EXERCISE DESCRIPTION> What you return must be exactly the lines running from the one with "been marked ready." to the end of the data below, inclusive, and nothing more.
:: SUPPLIED RECORDS
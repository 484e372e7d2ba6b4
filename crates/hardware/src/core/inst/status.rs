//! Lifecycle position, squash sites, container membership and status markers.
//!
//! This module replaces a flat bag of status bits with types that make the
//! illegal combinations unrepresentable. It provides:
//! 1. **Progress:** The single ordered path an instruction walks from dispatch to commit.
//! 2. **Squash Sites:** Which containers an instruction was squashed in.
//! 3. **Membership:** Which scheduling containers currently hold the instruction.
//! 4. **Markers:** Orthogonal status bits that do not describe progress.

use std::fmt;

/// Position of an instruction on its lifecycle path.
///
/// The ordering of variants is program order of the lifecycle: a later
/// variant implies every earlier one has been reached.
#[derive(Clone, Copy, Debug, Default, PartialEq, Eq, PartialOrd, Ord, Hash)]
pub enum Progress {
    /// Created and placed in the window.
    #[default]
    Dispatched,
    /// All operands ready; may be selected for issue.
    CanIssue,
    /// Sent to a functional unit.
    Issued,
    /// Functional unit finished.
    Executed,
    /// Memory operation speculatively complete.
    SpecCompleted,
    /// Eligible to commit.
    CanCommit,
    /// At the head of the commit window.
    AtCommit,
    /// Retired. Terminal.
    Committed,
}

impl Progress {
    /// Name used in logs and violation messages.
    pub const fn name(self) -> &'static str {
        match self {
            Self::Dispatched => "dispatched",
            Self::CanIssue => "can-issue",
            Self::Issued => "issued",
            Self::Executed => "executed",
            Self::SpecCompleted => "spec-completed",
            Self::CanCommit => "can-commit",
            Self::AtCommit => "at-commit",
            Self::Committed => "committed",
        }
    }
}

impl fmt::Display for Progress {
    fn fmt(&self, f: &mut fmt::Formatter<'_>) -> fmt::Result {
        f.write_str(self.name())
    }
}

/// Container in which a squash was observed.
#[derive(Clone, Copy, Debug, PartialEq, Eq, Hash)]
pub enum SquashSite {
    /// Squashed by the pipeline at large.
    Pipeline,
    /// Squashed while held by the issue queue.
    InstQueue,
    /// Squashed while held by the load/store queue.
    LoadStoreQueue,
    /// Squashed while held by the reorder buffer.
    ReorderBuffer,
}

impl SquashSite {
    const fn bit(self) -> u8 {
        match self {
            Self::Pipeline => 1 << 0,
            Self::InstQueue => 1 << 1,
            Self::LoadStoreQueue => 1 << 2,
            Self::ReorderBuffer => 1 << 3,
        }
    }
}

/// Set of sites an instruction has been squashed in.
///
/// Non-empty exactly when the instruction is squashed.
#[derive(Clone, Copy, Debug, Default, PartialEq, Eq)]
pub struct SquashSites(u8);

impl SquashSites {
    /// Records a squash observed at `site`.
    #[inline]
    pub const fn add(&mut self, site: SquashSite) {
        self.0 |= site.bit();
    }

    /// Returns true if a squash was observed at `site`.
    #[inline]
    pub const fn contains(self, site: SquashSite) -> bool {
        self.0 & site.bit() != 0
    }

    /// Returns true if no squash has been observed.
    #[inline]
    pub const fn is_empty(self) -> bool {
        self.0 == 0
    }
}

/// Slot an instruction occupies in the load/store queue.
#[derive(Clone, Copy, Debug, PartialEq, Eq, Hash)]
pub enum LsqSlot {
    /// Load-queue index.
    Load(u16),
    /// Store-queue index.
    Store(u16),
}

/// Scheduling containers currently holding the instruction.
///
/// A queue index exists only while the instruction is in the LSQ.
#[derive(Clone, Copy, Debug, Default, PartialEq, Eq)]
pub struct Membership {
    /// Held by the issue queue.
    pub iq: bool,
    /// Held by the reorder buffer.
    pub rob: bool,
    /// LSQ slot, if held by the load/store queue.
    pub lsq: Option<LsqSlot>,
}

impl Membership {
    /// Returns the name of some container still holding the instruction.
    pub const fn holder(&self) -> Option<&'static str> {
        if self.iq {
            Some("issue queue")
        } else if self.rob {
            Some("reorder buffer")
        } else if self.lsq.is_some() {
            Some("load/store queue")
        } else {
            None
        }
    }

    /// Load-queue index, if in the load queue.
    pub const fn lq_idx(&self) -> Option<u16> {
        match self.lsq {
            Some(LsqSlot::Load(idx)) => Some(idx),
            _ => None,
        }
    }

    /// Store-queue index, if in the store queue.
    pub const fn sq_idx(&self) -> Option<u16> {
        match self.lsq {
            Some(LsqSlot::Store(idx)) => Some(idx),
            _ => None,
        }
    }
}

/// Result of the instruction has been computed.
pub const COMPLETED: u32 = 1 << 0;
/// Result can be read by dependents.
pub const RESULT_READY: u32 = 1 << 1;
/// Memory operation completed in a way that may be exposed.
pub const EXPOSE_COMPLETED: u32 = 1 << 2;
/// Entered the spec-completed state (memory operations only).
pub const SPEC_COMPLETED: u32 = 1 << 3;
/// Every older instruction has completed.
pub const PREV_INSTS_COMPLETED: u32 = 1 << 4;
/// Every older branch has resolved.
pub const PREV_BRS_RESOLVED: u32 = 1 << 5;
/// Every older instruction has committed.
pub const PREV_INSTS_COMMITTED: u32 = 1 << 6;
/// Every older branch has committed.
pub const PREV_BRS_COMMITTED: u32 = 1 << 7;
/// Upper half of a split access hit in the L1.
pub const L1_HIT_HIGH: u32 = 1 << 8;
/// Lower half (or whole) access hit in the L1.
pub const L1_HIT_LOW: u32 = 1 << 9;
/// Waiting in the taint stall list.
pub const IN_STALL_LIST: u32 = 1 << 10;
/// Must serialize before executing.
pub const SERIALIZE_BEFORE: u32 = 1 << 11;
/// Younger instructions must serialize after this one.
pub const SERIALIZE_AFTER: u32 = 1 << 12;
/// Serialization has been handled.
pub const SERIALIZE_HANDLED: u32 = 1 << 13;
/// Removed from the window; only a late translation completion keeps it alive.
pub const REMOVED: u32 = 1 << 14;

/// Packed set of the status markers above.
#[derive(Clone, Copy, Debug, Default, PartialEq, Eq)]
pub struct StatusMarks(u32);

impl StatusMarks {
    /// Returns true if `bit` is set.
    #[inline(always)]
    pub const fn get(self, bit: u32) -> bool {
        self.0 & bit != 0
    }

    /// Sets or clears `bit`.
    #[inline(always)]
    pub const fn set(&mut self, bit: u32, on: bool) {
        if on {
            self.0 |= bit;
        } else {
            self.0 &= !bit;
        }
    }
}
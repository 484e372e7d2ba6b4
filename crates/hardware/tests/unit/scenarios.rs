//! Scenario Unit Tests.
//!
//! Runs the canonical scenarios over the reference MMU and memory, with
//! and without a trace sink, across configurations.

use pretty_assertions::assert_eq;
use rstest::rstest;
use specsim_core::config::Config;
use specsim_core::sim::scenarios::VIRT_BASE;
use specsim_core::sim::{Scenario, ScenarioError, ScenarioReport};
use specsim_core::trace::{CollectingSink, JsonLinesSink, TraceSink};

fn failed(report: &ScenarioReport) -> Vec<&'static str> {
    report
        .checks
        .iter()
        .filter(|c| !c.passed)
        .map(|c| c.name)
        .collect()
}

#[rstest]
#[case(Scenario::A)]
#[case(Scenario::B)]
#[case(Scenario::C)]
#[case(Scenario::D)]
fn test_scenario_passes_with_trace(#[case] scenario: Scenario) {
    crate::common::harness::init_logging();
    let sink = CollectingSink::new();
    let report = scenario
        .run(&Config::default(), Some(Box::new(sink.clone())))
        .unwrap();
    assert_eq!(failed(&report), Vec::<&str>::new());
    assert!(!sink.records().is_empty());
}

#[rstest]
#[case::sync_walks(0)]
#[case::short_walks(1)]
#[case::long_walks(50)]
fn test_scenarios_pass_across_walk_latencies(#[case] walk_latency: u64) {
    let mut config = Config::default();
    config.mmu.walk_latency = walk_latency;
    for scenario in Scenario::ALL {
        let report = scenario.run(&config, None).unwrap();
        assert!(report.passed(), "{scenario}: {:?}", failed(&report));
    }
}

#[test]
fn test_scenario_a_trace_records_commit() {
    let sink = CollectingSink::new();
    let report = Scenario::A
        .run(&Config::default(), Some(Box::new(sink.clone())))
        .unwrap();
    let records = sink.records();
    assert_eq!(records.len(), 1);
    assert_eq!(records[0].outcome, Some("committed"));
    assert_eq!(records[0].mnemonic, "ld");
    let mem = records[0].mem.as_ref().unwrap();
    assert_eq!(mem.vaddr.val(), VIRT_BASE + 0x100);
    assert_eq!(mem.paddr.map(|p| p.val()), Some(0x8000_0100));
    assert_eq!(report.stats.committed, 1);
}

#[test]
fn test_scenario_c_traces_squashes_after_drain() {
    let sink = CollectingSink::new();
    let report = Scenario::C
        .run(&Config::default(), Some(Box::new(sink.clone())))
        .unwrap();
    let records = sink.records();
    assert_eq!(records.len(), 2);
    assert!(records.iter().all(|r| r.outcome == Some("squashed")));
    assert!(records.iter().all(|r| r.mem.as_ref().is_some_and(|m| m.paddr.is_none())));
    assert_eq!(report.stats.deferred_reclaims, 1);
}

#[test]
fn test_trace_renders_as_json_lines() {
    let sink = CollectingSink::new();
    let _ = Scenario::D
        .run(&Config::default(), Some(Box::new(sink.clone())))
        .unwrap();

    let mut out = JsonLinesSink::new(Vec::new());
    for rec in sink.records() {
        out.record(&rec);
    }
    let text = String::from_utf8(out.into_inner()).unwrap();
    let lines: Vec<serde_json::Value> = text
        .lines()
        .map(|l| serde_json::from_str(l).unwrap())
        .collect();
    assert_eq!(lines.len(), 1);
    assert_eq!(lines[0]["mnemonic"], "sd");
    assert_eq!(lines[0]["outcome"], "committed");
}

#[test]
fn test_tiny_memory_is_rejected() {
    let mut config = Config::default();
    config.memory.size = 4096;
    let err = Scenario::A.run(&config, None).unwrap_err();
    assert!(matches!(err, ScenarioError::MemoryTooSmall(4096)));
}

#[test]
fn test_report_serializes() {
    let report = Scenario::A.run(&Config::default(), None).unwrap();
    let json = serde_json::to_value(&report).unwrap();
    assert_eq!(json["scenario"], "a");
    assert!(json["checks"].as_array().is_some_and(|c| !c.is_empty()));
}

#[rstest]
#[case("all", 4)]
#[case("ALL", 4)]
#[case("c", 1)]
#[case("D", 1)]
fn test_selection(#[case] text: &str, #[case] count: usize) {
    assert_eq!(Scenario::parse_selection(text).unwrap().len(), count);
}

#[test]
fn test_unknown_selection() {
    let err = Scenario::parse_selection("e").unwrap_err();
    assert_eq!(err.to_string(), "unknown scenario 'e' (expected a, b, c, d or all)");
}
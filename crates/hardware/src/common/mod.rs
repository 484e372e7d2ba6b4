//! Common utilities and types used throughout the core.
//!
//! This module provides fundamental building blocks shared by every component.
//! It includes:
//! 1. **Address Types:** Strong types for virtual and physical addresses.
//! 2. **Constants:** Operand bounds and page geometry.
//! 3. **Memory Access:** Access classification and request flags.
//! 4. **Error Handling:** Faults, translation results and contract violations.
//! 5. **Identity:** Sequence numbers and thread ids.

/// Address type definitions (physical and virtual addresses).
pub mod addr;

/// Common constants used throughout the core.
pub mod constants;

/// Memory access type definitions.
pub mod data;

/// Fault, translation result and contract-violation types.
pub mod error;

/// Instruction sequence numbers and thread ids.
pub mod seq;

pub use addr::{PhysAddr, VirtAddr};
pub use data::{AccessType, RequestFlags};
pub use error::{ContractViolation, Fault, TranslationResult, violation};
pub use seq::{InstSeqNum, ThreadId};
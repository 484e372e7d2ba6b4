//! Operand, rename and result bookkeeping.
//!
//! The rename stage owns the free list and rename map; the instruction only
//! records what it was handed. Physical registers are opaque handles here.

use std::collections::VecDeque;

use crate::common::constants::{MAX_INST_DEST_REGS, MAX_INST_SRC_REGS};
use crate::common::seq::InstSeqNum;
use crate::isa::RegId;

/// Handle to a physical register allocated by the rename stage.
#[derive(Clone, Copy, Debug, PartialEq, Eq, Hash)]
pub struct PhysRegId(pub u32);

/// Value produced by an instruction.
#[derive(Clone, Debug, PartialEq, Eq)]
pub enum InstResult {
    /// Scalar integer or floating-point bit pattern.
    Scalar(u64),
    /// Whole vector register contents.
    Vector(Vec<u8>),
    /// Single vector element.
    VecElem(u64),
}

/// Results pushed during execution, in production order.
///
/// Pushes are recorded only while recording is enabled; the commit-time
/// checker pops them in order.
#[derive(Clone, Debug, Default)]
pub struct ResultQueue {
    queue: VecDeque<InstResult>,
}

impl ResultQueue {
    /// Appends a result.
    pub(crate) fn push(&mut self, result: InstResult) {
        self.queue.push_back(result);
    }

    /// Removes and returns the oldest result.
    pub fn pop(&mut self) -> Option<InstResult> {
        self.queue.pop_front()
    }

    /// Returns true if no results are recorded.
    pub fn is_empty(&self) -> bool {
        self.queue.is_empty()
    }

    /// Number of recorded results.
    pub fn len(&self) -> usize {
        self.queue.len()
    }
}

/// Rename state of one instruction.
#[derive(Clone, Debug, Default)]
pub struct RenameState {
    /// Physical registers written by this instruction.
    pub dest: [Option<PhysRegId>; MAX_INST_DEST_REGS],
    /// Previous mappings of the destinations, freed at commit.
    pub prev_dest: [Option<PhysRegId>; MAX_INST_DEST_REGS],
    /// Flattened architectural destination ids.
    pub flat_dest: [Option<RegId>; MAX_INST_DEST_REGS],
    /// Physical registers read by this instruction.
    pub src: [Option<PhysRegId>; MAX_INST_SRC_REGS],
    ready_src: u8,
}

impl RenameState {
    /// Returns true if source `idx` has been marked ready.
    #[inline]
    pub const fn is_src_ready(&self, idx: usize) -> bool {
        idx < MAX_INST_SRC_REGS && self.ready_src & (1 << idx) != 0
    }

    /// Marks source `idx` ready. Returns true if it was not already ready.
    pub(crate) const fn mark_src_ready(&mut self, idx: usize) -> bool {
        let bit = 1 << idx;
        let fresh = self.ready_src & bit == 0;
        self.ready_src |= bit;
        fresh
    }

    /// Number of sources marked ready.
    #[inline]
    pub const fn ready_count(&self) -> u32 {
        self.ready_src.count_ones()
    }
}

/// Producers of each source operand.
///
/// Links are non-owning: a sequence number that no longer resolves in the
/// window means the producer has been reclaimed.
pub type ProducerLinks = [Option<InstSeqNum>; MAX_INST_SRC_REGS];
::::
SOLUTION TO THIS TASK>
    /// Returns true if source `idx` has been marked ready.
    #[inline]
    pub const fn is_src_ready(&self, idx: usize) -> bool {
        idx < MAX_INST_SRC_REGS && self.ready_src & (1 << idx) != 0
    }

    /// Marks source `idx` ready. Returns true if it was not already ready.
    pub(crate) const fn mark_src_ready(&mut self, idx: usize) -> bool {
        let bit = 1 << idx;
        let fresh = self.ready_src & bit == 0;
        self.ready_src |= bit;
        fresh
    }

    /// Number of sources marked ready.
    #[inline]
    pub const fn ready_count(&self) -> u32 {
        self.ready_src.count_ones()
    }
}

/// Producers of each source operand.
///
/// Links are non-owning: a sequence number that no longer resolves in the
/// window means the producer has been reclaimed.
pub type ProducerLinks = [Option<InstSeqNum>; MAX_INST_SRC_REGS];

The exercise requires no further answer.